Why Millions Of Americans May Soon Face Eviction
ARI SHAPIRO, HOST:
Even before the COVID-19 pandemic, roughly 1 out of every 4 renting households in the U.S. paid more than half of their monthly income in rent. Stacey Vanek Smith and Cardiff Garcia from our daily economics podcast The Indicator from Planet Money look at why that financial challenge means millions of Americans may soon be at risk of eviction.
CARDIFF GARCIA, BYLINE: The rent for the apartment that Kathie Seekircher shares with her husband in Camden, S.C., is $695 a month. And she cannot afford that on her wages from the assisted living facility where she now works.
KATHIE SEEKIRCHER: It's really difficult. My paycheck today was $595, and that's for two weeks.
GARCIA: But when the pandemic started, the federal government, along with state and local governments, they responded with policies to help avoid an immediate surge in evictions.
STACEY VANEK SMITH, BYLINE: Congress and the president expanded unemployment benefits in the CARES Act passed in late March, which helped people who lost their jobs keep paying their bills, things like rent. Plus a lot of state and local governments put these moratoriums in place that would stop landlords from evicting tenants. The federal government added its own moratorium on evictions for a lot of housing complexes that it subsidizes.
GARCIA: But the expanded unemployment benefits expired at the end of July. The federal moratorium has also expired, and the moratoriums on evictions in at least 24 of the states that had them had also expired by the end of July, including the moratorium in Kathie's own state of South Carolina.
SEEKIRCHER: To be in that desperate situation - to be in that desperate situation and really feel like you've done everything you possibly can. You know, I'm a frugal person. I know how to pinch a good penny, but there was no pinch.
SMITH: According to the Census Bureau, roughly 1 out of 5 renters could not pay their rent on time in July, and August could be worse. Nearly 1 out of 3 renters said that either had no confidence or only slight confidence that they could pay their August rent.
GARCIA: For months, Kathie says that she herself could only pay partial rent. Her landlord kept a growing tab for her, running into the thousands of dollars.
SEEKIRCHER: My landlord was wonderful to be so patient with us, but he has to make money, you know? And I had reconciled in my head, like, how I was going to get rid of our stuff, how we were going to live in the car. And that was just going to be OK.
GARCIA: Meanwhile, in at least some parts of the country, hundreds of rental assistance programs have been directing their money to help prevent evictions. And a lot of them have received money from the federal government for this very purpose.

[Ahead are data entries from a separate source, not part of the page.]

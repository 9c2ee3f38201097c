// SPDX-License-Identifier: MPL-2.0

//! Listing sets over several messages.
//!
//! A dump answers `IPSET_CMD_LIST` and `IPSET_CMD_SAVE`. Each call to
//! [`DumpCursor::step`] produces at most one message, which describes a
//! single set. The first message of a set carries its header; the following
//! ones continue with its elements. While a set is being listed, the cursor
//! holds a reference to it, which [`DumpCursor::release`] drops if the dump
//! is abandoned.

use super::{
    attr::{AttrWriter, CreateAttrClass, IpsetAttrClass},
    segment::{done_segment, IpsetSegment, ReplyWriter, SegHdrCommonFlags},
    IpsetCmd,
};
use crate::{
    prelude::*,
    set::IpSet,
    set_type::{ListProgress, SetFeatures, IPSET_PROTOCOL},
    table::{SetId, SetTable, SetTableGuard},
};

/// Which sets a dump visits.
#[derive(Debug, Clone, Copy, PartialEq, Eq)]
pub enum DumpMode {
    /// The first pass over all sets, skipping those listed last.
    All,
    /// The second pass over all sets, visiting only those listed last.
    Last,
    /// A single set.
    One,
}

#[derive(Debug)]
pub struct DumpCursor {
    mode: DumpMode,
    index: usize,
    /// The element cursor of the set at `index`.
    ///
    /// `Some` once the header of the set has been sent, which is also when
    /// the reference to the set is held.
    elements: Option<usize>,
    seq: u32,
    pid: u32,
    finished: bool,
}

impl DumpCursor {
    /// Starts a dump of the set named by `request`, or of all sets.
    pub(crate) fn new(table: &SetTable, request: &IpsetSegment) -> Result<Self> {
        let (mode, index) = match request.setname() {
            None => (DumpMode::All, 0),
            Some(name) => {
                let Some((id, _)) = table.lock().find(name.as_str()) else {
                    return_errno_with_message!(Errno::ENOENT, "the set does not exist");
                };
                (DumpMode::One, id as usize)
            }
        };

        debug!("dump start: mode {:?}, index {}", mode, index);
        Ok(Self {
            mode,
            index,
            elements: None,
            seq: request.header().seq,
            pid: request.header().pid,
            finished: false,
        })
    }

    pub fn mode(&self) -> DumpMode {
        self.mode
    }

    pub fn seq(&self) -> u32 {
        self.seq
    }

    pub fn pid(&self) -> u32 {
        self.pid
    }

    pub fn is_finished(&self) -> bool {
        self.finished
    }

    /// Produces the next message of the dump.
    ///
    /// The last message is the `NLMSG_DONE` segment; after it, `Ok(None)` is
    /// returned. On error the reference held by the cursor is released and
    /// the dump is over.
    pub(crate) fn step(&mut self, table: &SetTable, limit: usize) -> Result<Option<Vec<u8>>> {
        if self.finished {
            return Ok(None);
        }

        let guard = table.lock();
        let res = self.step_locked(&guard, limit);
        drop(guard);

        match res {
            Ok(Some(msg)) => Ok(Some(msg)),
            Ok(None) => {
                self.finished = true;
                debug!("dump done");
                Ok(Some(done_segment(self.seq, self.pid, 0)))
            }
            Err(err) => {
                debug!("dump aborted: {}", err);
                self.release(table);
                self.finished = true;
                Err(err)
            }
        }
    }

    fn step_locked(&mut self, guard: &SetTableGuard<'_>, limit: usize) -> Result<Option<Vec<u8>>> {
        let table = guard.table();

        loop {
            if self.index >= table.capacity() {
                if self.mode == DumpMode::All {
                    self.mode = DumpMode::Last;
                    self.index = 0;
                    continue;
                }
                return Ok(None);
            }

            let Some(set) = table.set_by_id(self.index as SetId) else {
                if self.mode == DumpMode::One {
                    return_errno_with_message!(Errno::ENOENT, "the set has been destroyed");
                }
                self.index += 1;
                continue;
            };

            // Aggregate sets are listed after their members.
            let dump_last = set.set_type().features().contains(SetFeatures::DUMP_LAST);
            if self.mode != DumpMode::One && (self.mode == DumpMode::All) == dump_last {
                self.index += 1;
                continue;
            }

            return self.emit(&set, table, limit).map(Some);
        }
    }

    /// Writes the next message about `set`.
    fn emit(&mut self, set: &IpSet, table: &SetTable, limit: usize) -> Result<Vec<u8>> {
        let first = self.elements.is_none();
        if first {
            set.get();
            self.elements = Some(0);
        }

        let mut reply = ReplyWriter::new(
            limit,
            IpsetCmd::LIST,
            SegHdrCommonFlags::MULTI,
            self.seq,
            self.pid,
        )?;
        let writer = reply.attrs();
        writer.put_u8(IpsetAttrClass::PROTOCOL as u16, IPSET_PROTOCOL)?;
        writer.put_string(IpsetAttrClass::SETNAME as u16, set.name().as_str())?;
        if first {
            write_header(writer, set)?;
        }

        let mut cursor = self.elements.unwrap_or(0);
        let start = cursor;
        let mark = writer.nest_start(IpsetAttrClass::ADT as u16)?;
        let progress = set.read_variant().list(writer, &mut cursor, table)?;
        writer.nest_end(mark);

        match progress {
            ListProgress::Done => {
                set.put();
                self.elements = None;
                self.index = match self.mode {
                    DumpMode::One => table.capacity(),
                    _ => self.index + 1,
                };
            }
            ListProgress::More if !first && cursor == start => {
                return_errno_with_message!(Errno::EMSGSIZE, "an element does not fit in a message");
            }
            ListProgress::More => self.elements = Some(cursor),
        }

        Ok(reply.finish())
    }

    /// Releases the reference held on the set being listed.
    pub(crate) fn release(&mut self, table: &SetTable) {
        if self.elements.take().is_some() {
            debug!("release set at index {}", self.index);
            table.lock().put(self.index as SetId);
        }
    }
}

fn write_header(writer: &mut AttrWriter, set: &IpSet) -> Result<()> {
    writer.put_string(IpsetAttrClass::TYPENAME as u16, set.set_type().name())?;
    writer.put_u8(IpsetAttrClass::FAMILY as u16, set.family() as u8)?;
    writer.put_u8(IpsetAttrClass::REVISION as u16, set.revision())?;

    let mark = writer.nest_start(IpsetAttrClass::DATA as u16)?;
    set.read_variant().head(writer)?;
    // The reference held by the dump itself is not reported.
    writer.put_be32(
        CreateAttrClass::REFERENCES as u16,
        set.ref_count().saturating_sub(1),
    )?;
    writer.nest_end(mark);
    Ok(())
}
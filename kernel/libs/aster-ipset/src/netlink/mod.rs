// SPDX-License-Identifier: MPL-2.0

//! The nfnetlink control protocol of the set engine.
//!
//! User space manages sets by sending [`IpsetSegment`] requests to the
//! kernel side of an [`IpsetNetlinkSocket`]. Each request carries one of the
//! [`IpsetCmd`] commands and a list of attributes; replies use the same
//! framing, terminated by an acknowledgement or, for dumps, a `NLMSG_DONE`.

use crate::prelude::*;

pub mod attr;
mod dump;
mod kernel;
mod segment;
mod socket;

pub use attr::{
    AdtAttrClass, AttrWriter, CAttrHeader, CadtAttrClass, CreateAttrClass, DataAttr, DataKind,
    IpsetAttr, IpsetAttrClass, RawAttr,
};
pub use dump::{DumpCursor, DumpMode};
pub use kernel::{RequestCtx, Response};
pub(crate) use kernel::{handle_request, start_dump};
pub use segment::{
    CMsgSegHdr, CNfGenMsg, CSegmentType, ErrorSegment, IpsetSegment, NewRequestFlags, NlSegment,
    ReplyWriter, SegHdrCommonFlags,
};
pub use socket::IpsetNetlinkSocket;

/// The alignment of netlink headers and attributes.
pub const NLMSG_ALIGN: usize = 4;

/// The nfnetlink subsystem of the set engine.
pub const NFNL_SUBSYS_IPSET: u8 = 6;

/// The nfnetlink message version.
pub const NFNETLINK_V0: u8 = 0;

/// The commands of the control protocol.
///
/// Reference: <https://elixir.bootlin.com/linux/v6.13/source/include/uapi/linux/netfilter/ipset/ip_set.h#L21>.
#[repr(u8)]
#[derive(Debug, Clone, Copy, PartialEq, Eq, TryFromInt)]
#[expect(clippy::upper_case_acronyms)]
pub enum IpsetCmd {
    /// Return protocol version
    PROTOCOL = 1,
    /// Create a new (empty) set
    CREATE = 2,
    /// Destroy a (empty) set
    DESTROY = 3,
    /// Remove all elements from a set
    FLUSH = 4,
    /// Rename a set
    RENAME = 5,
    /// Swap two sets
    SWAP = 6,
    /// List sets
    LIST = 7,
    /// Save sets
    SAVE = 8,
    /// Add an element to a set
    ADD = 9,
    /// Delete an element from a set
    DEL = 10,
    /// Test an element in a set
    TEST = 11,
    /// Get set header data only
    HEADER = 12,
    /// Get set type
    TYPE = 13,
}

impl IpsetCmd {
    /// Returns the netlink message type carrying this command.
    pub fn segment_type(self) -> u16 {
        ((NFNL_SUBSYS_IPSET as u16) << 8) | self as u16
    }

    /// Returns whether the command is answered by a dump.
    pub fn is_dump(self) -> bool {
        matches!(self, IpsetCmd::LIST | IpsetCmd::SAVE)
    }

    /// Decodes the command from a netlink message type.
    pub fn from_segment_type(type_: u16) -> Result<Self> {
        if (type_ >> 8) as u8 != NFNL_SUBSYS_IPSET {
            return_errno_with_message!(Errno::EINVAL, "the message is not for the ipset subsystem");
        }
        IpsetCmd::try_from((type_ & 0xff) as u8)
            .map_err(|_| Error::with_message(Errno::EOPNOTSUPP, "unknown ipset command"))
    }
}
// SPDX-License-Identifier: MPL-2.0

//! Handle requests that change the set table.

use super::required_setname;
use crate::{
    family::NfProto,
    netlink::{
        attr::{DataAttr, DataKind},
        segment::IpsetSegment,
    },
    prelude::*,
    table::CreateRequest,
    IpSetCore,
};

pub(super) fn do_create(core: &IpSetCore, request: &IpsetSegment) -> Result<()> {
    let (Some(name), Some(typename), Some(revision), Some(family)) = (
        request.setname(),
        request.typename(),
        request.revision(),
        request.family(),
    ) else {
        return_errno_with_message!(Errno::IPSET_ERR_PROTOCOL, "a create attribute is missing");
    };

    let Ok(family) = NfProto::try_from(family) else {
        return_errno_with_message!(Errno::IPSET_ERR_INVALID_FAMILY, "unsupported family");
    };

    let data = match request.data() {
        Some(raw) => DataAttr::read_all(raw, DataKind::Create)?,
        None => Vec::new(),
    };

    core.table().create(
        core.registry(),
        &CreateRequest {
            name: name.clone(),
            typename: typename.as_str(),
            family,
            revision,
            data: &data,
            exist_ok: request.exist_ok(),
        },
    )?;
    Ok(())
}

pub(super) fn do_destroy(core: &IpSetCore, request: &IpsetSegment) -> Result<()> {
    core.table()
        .destroy(request.setname().map(|name| name.as_str()))
}

pub(super) fn do_flush(core: &IpSetCore, request: &IpsetSegment) -> Result<()> {
    core.table()
        .flush(request.setname().map(|name| name.as_str()))
}

pub(super) fn do_rename(core: &IpSetCore, request: &IpsetSegment) -> Result<()> {
    let from = required_setname(request)?;
    let Some(to) = request.typename() else {
        return_errno_with_message!(Errno::IPSET_ERR_PROTOCOL, "the new name is missing");
    };

    core.table().rename(from, to)
}

pub(super) fn do_swap(core: &IpSetCore, request: &IpsetSegment) -> Result<()> {
    let from = required_setname(request)?;
    let Some(to) = request.typename() else {
        return_errno_with_message!(Errno::IPSET_ERR_PROTOCOL, "the second set name is missing");
    };

    core.table().swap(from, to.as_str())
}
// SPDX-License-Identifier: MPL-2.0

//! Netlink attributes.
//!
//! Each attribute consists of a [`CAttrHeader`] followed by its payload.
//! The payload is either a primitive value, a string, or a sequence of
//! nested attributes. Both the header and payload are aligned to
//! [`NLMSG_ALIGN`]:
//!
//! ┌────────┬─────────┬─────────┐
//! │ Header │ Payload │ Padding │
//! └────────┴─────────┴─────────┘
//!
//! Requests are decoded into typed attribute enums ([`IpsetAttr`],
//! [`DataAttr`]), while replies are encoded incrementally through
//! [`AttrWriter`], since dump replies must stop at the message size limit.

use std::net::IpAddr;

use align_ext::AlignExt;
use zerocopy::{FromBytes, Immutable, IntoBytes, KnownLayout};

use super::NLMSG_ALIGN;
use crate::{prelude::*, util::BoundedWriter, util::SliceReader};

mod data;
mod ipset;

pub use data::{AdtAttrClass, CadtAttrClass, CreateAttrClass, DataAttr, DataKind};
pub use ipset::{IpsetAttr, IpsetAttrClass};

/// Netlink attribute header.
///
/// Reference: <https://elixir.bootlin.com/linux/v6.13/source/include/uapi/linux/netlink.h#L229>.
//
// The layout of the `type_` field is structured as follows:
// ┌────────┬───────────────┬──────────┐
// │ Nested │ Net Byteorder │ Payload  │
// └────────┴───────────────┴──────────┘
//   bit 15      bit 14       bits 13-0
#[derive(Debug, Clone, Copy, FromBytes, IntoBytes, Immutable, KnownLayout)]
#[repr(C)]
pub struct CAttrHeader {
    len: u16,
    type_: u16,
}

pub(crate) const IS_NESTED_MASK: u16 = 1u16 << 15;
pub(crate) const IS_NET_BYTEORDER_MASK: u16 = 1u16 << 14;
const ATTRIBUTE_TYPE_MASK: u16 = !(IS_NESTED_MASK | IS_NET_BYTEORDER_MASK);

pub(crate) const ATTR_HEADER_LEN: usize = size_of::<CAttrHeader>();

impl CAttrHeader {
    pub fn new(type_: u16, payload_len: usize) -> Self {
        Self {
            len: (ATTR_HEADER_LEN + payload_len) as u16,
            type_,
        }
    }

    pub fn type_(&self) -> u16 {
        self.type_ & ATTRIBUTE_TYPE_MASK
    }

    pub fn is_nested(&self) -> bool {
        self.type_ & IS_NESTED_MASK != 0
    }

    pub fn is_net_byteorder(&self) -> bool {
        self.type_ & IS_NET_BYTEORDER_MASK != 0
    }

    pub fn payload_len(&self) -> usize {
        (self.len as usize).saturating_sub(ATTR_HEADER_LEN)
    }

    /// Reads the next attribute header, validating its length.
    pub(crate) fn read_from(reader: &mut SliceReader) -> Result<Self> {
        let header = reader.read_val::<Self>()?;
        if (header.len as usize) < ATTR_HEADER_LEN || header.payload_len() > reader.remain() {
            return_errno_with_message!(Errno::IPSET_ERR_PROTOCOL, "invalid attribute length");
        }
        Ok(header)
    }
}

/// A typed netlink attribute that can be decoded from a request.
pub trait Attribute: Debug + Sized {
    /// Reads the attribute payload described by `header` from the `reader`.
    ///
    /// Unknown attributes are skipped and reported as `None`.
    fn read_from(header: &CAttrHeader, reader: &mut SliceReader) -> Result<Option<Self>>;

    /// Reads all attributes until the reader is exhausted.
    fn read_all_from(reader: &mut SliceReader) -> Result<Vec<Self>> {
        let mut res = Vec::new();

        while reader.remain() >= ATTR_HEADER_LEN {
            let header = CAttrHeader::read_from(reader)?;
            let start = reader.pos();

            if let Some(attr) = Self::read_from(&header, reader)? {
                res.push(attr);
            }

            // Skip the rest of the payload and the padding bytes.
            let consumed = reader.pos() - start;
            let padded_len = header.payload_len().align_up(NLMSG_ALIGN);
            reader.skip_some(padded_len - consumed.min(padded_len));
        }

        Ok(res)
    }
}

/// An attribute kept in its encoded form.
///
/// Nested blocks whose interpretation depends on the command are kept raw
/// until the handler knows how to decode them.
#[derive(Debug, Clone)]
pub struct RawAttr {
    header: CAttrHeader,
    payload: Vec<u8>,
}

impl RawAttr {
    pub(crate) fn read_from(header: &CAttrHeader, reader: &mut SliceReader) -> Result<Self> {
        let payload = reader.read_bytes(header.payload_len())?.to_vec();
        Ok(Self {
            header: *header,
            payload,
        })
    }

    pub fn header(&self) -> &CAttrHeader {
        &self.header
    }

    pub fn payload(&self) -> &[u8] {
        &self.payload
    }

    /// Splits a nested payload into its child attributes.
    pub fn children(&self) -> Result<Vec<RawAttr>> {
        let mut reader = SliceReader::new(&self.payload);
        let mut res = Vec::new();

        while reader.remain() >= ATTR_HEADER_LEN {
            let header = CAttrHeader::read_from(&mut reader)?;
            let child = RawAttr::read_from(&header, &mut reader)?;
            let padding_len = child.payload.len().align_up(NLMSG_ALIGN) - child.payload.len();
            reader.skip_some(padding_len);
            res.push(child);
        }

        Ok(res)
    }
}

/// Reads an IP address wrapped in a nested `IPSET_ATTR_IPADDR_*` attribute.
pub(crate) fn read_nested_ip(header: &CAttrHeader, reader: &mut SliceReader) -> Result<IpAddr> {
    if !header.is_nested() {
        return_errno_with_message!(Errno::IPSET_ERR_PROTOCOL, "the address is not nested");
    }

    let inner = CAttrHeader::read_from(reader)?;
    match (IpAddrAttrClass::try_from(inner.type_()), inner.payload_len()) {
        (Ok(IpAddrAttrClass::IPV4), 4) => {
            let octets = reader.read_val::<[u8; 4]>()?;
            Ok(IpAddr::from(octets))
        }
        (Ok(IpAddrAttrClass::IPV6), 16) => {
            let octets = reader.read_val::<[u8; 16]>()?;
            Ok(IpAddr::from(octets))
        }
        (Ok(IpAddrAttrClass::IPV4), _) => {
            return_errno_with_message!(Errno::IPSET_ERR_IPADDR_IPV4, "invalid IPv4 address")
        }
        (Ok(IpAddrAttrClass::IPV6), _) => {
            return_errno_with_message!(Errno::IPSET_ERR_IPADDR_IPV6, "invalid IPv6 address")
        }
        _ => return_errno_with_message!(Errno::IPSET_ERR_PROTOCOL, "unknown address attribute"),
    }
}

/// Address attributes nested in `IPSET_ATTR_IP` and friends.
///
/// Reference: <https://elixir.bootlin.com/linux/v6.13/source/include/uapi/linux/netfilter/ipset/ip_set.h#L152>.
#[derive(Debug, Clone, Copy, TryFromInt)]
#[repr(u16)]
#[expect(clippy::upper_case_acronyms)]
enum IpAddrAttrClass {
    IPV4 = 1,
    IPV6 = 2,
}

/// A position in an [`AttrWriter`] where a nested attribute starts.
#[derive(Debug, Clone, Copy)]
#[must_use]
pub struct NestMark(usize);

/// Encodes attributes into a size-limited message buffer.
///
/// Every `put_*` method either writes the whole attribute or fails
/// with [`Errno::EMSGSIZE`] without writing anything.
#[derive(Debug)]
pub struct AttrWriter {
    buf: BoundedWriter,
}

impl AttrWriter {
    pub(crate) fn new(buf: BoundedWriter) -> Self {
        Self { buf }
    }

    pub(crate) fn buf(&mut self) -> &mut BoundedWriter {
        &mut self.buf
    }

    pub(crate) fn into_inner(self) -> BoundedWriter {
        self.buf
    }

    pub fn len(&self) -> usize {
        self.buf.len()
    }

    pub fn put_bytes(&mut self, type_: u16, payload: &[u8]) -> Result<()> {
        let padded_len = payload.len().align_up(NLMSG_ALIGN);
        if ATTR_HEADER_LEN + padded_len > self.buf.avail() {
            return_errno_with_message!(Errno::EMSGSIZE, "the message buffer is full");
        }

        self.buf
            .write_val(&CAttrHeader::new(type_, payload.len()))?;
        self.buf.write_bytes(payload)?;
        self.buf.write_zeros(padded_len - payload.len())
    }

    pub fn put_u8(&mut self, type_: u16, val: u8) -> Result<()> {
        self.put_bytes(type_, &[val])
    }

    /// Writes a host-order 32-bit value.
    pub fn put_u32(&mut self, type_: u16, val: u32) -> Result<()> {
        self.put_bytes(type_, val.as_bytes())
    }

    pub fn put_be16(&mut self, type_: u16, val: u16) -> Result<()> {
        self.put_bytes(type_ | IS_NET_BYTEORDER_MASK, &val.to_be_bytes())
    }

    pub fn put_be32(&mut self, type_: u16, val: u32) -> Result<()> {
        self.put_bytes(type_ | IS_NET_BYTEORDER_MASK, &val.to_be_bytes())
    }

    /// Writes a NUL-terminated string.
    pub fn put_string(&mut self, type_: u16, val: &str) -> Result<()> {
        let mut payload = Vec::with_capacity(val.len() + 1);
        payload.extend_from_slice(val.as_bytes());
        payload.push(0);
        self.put_bytes(type_, &payload)
    }

    /// Writes an address wrapped in a nested `IPSET_ATTR_IPADDR_*` attribute.
    pub fn put_ip(&mut self, type_: u16, addr: &IpAddr) -> Result<()> {
        let mark = self.nest_start(type_)?;
        let res = match addr {
            IpAddr::V4(addr) => self.put_bytes(
                IpAddrAttrClass::IPV4 as u16 | IS_NET_BYTEORDER_MASK,
                &addr.octets(),
            ),
            IpAddr::V6(addr) => self.put_bytes(
                IpAddrAttrClass::IPV6 as u16 | IS_NET_BYTEORDER_MASK,
                &addr.octets(),
            ),
        };
        if let Err(err) = res {
            self.nest_cancel(mark);
            return Err(err);
        }
        self.nest_end(mark);
        Ok(())
    }

    /// Starts a nested attribute whose length is fixed up by [`Self::nest_end`].
    pub fn nest_start(&mut self, type_: u16) -> Result<NestMark> {
        let offset = self.buf.len();
        self.buf
            .write_val(&CAttrHeader::new(type_ | IS_NESTED_MASK, 0))?;
        Ok(NestMark(offset))
    }

    pub fn nest_end(&mut self, mark: NestMark) {
        let NestMark(offset) = mark;
        let len = (self.buf.len() - offset) as u16;
        self.buf.patch_val(offset, &len);
    }

    /// Drops the nested attribute and everything written after it.
    pub fn nest_cancel(&mut self, mark: NestMark) {
        let NestMark(offset) = mark;
        self.buf.truncate(offset);
    }
}

#[cfg(test)]
mod test {
    use std::net::Ipv4Addr;

    use super::*;

    #[derive(Debug, PartialEq)]
    struct AnyAttr(u16, Vec<u8>);

    impl Attribute for AnyAttr {
        fn read_from(header: &CAttrHeader, reader: &mut SliceReader) -> Result<Option<Self>> {
            if header.type_() == 99 {
                reader.skip_some(header.payload_len());
                return Ok(None);
            }
            let payload = reader.read_bytes(header.payload_len())?.to_vec();
            Ok(Some(Self(header.type_(), payload)))
        }
    }

    #[test]
    fn write_then_read_with_padding() {
        let mut writer = AttrWriter::new(BoundedWriter::new(64));
        writer.put_u8(1, 6).unwrap();
        writer.put_bytes(99, &[1, 2, 3]).unwrap();
        writer.put_string(2, "abc").unwrap();
        assert_eq!(writer.len(), 24);

        let bytes = writer.into_inner().into_vec();
        let attrs = AnyAttr::read_all_from(&mut SliceReader::new(&bytes)).unwrap();
        assert_eq!(
            attrs,
            vec![AnyAttr(1, vec![6]), AnyAttr(2, b"abc\0".to_vec())]
        );
    }

    #[test]
    fn nested_ip() {
        let addr = IpAddr::V4(Ipv4Addr::new(192, 168, 1, 7));
        let mut writer = AttrWriter::new(BoundedWriter::new(64));
        writer.put_ip(1, &addr).unwrap();

        let bytes = writer.into_inner().into_vec();
        let mut reader = SliceReader::new(&bytes);
        let header = CAttrHeader::read_from(&mut reader).unwrap();
        assert!(header.is_nested());
        assert_eq!(header.payload_len(), 8);
        assert_eq!(read_nested_ip(&header, &mut reader).unwrap(), addr);
    }

    #[test]
    fn nest_cancel_on_overflow() {
        let mut writer = AttrWriter::new(BoundedWriter::new(12));
        writer.put_u8(1, 1).unwrap();
        let error = writer
            .put_ip(2, &IpAddr::V4(Ipv4Addr::LOCALHOST))
            .unwrap_err();
        assert_eq!(error.error(), Errno::EMSGSIZE);
        assert_eq!(writer.len(), 8);
    }

    #[test]
    fn truncated_attribute() {
        let bytes = [8u8, 0, 1, 0, 0];
        let error = AnyAttr::read_all_from(&mut SliceReader::new(&bytes)).unwrap_err();
        assert_eq!(error.error(), Errno::IPSET_ERR_PROTOCOL);
    }
}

SMITH: And one of those organizations ended up helping Kathie. In fact, it was actually her landlord who put her in touch with a local program from the United Way that helps fight homelessness, this program called New Day. Kathie applied and got a grant from New Day. She was approved to receive about $4,000, and that money cleared all the back rent that Kathie owed her landlord.
SEEKIRCHER: I felt like I finally had a chance to get my head slightly above water so that I could breathe and it would give me that time that I needed to get my life together again.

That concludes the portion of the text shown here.